In Funny Pages, a teenage comic-book obsessive shrugs off the comforts & privileges of their suburban upbringing to seek an authentic outsider-artist lifestyle in the city, jumpstarting their adult independence in the most juvenile ways possible. If that premise recalls Daniel Clowes’s Ghost World, it’s not by mistake. Funny Pages proudly wears its 2000s indie nostalgia as a grimy badge of dishonor, questioning why Ghost World and The Safdies can’t share the same marquee. Its alt-comics slackerdom initially feels out of step with the modern world, but it turns out aimless teenage rebellion doesn’t change much from decade to decade. Being a total brat who worships at the altar of Subversive Art at the expense of developing meaningful politics & relationships is a timeless rite of passage, and every generation needs their own gut-punch movie to mock that shithead behavior.

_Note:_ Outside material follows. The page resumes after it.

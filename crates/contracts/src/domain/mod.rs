pub mod a001_policy_service;
pub mod a002_policy_category;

If Funny Pages updates the Ghost World template for the 2020s in any discernable way, it’s only in its Safdies-style casting choices. This is a version of Ghost World where every character is as interesting to look at as Steve Buscemi, from Our Flag Means Death‘s Matthew Maher to Orange is the New Black‘s Constance Shulman to The Andy Milonakis Show‘s Andy Milonakis to a long list of one-of-a-kind screen presences you’ll never see in television or film again. Most artists are difficult people, so there’s something immensely satisfying about seeing Real People on the screen again in this working-class art world context. I say that with both full sincerity and full awareness that it makes me sound like the exact kind of dipshit suburbanite poser Funny Pages brutally satirizes. In a movie about the boundaries between authenticity & stolen valor, it’s important to be on the right side of that dividing line.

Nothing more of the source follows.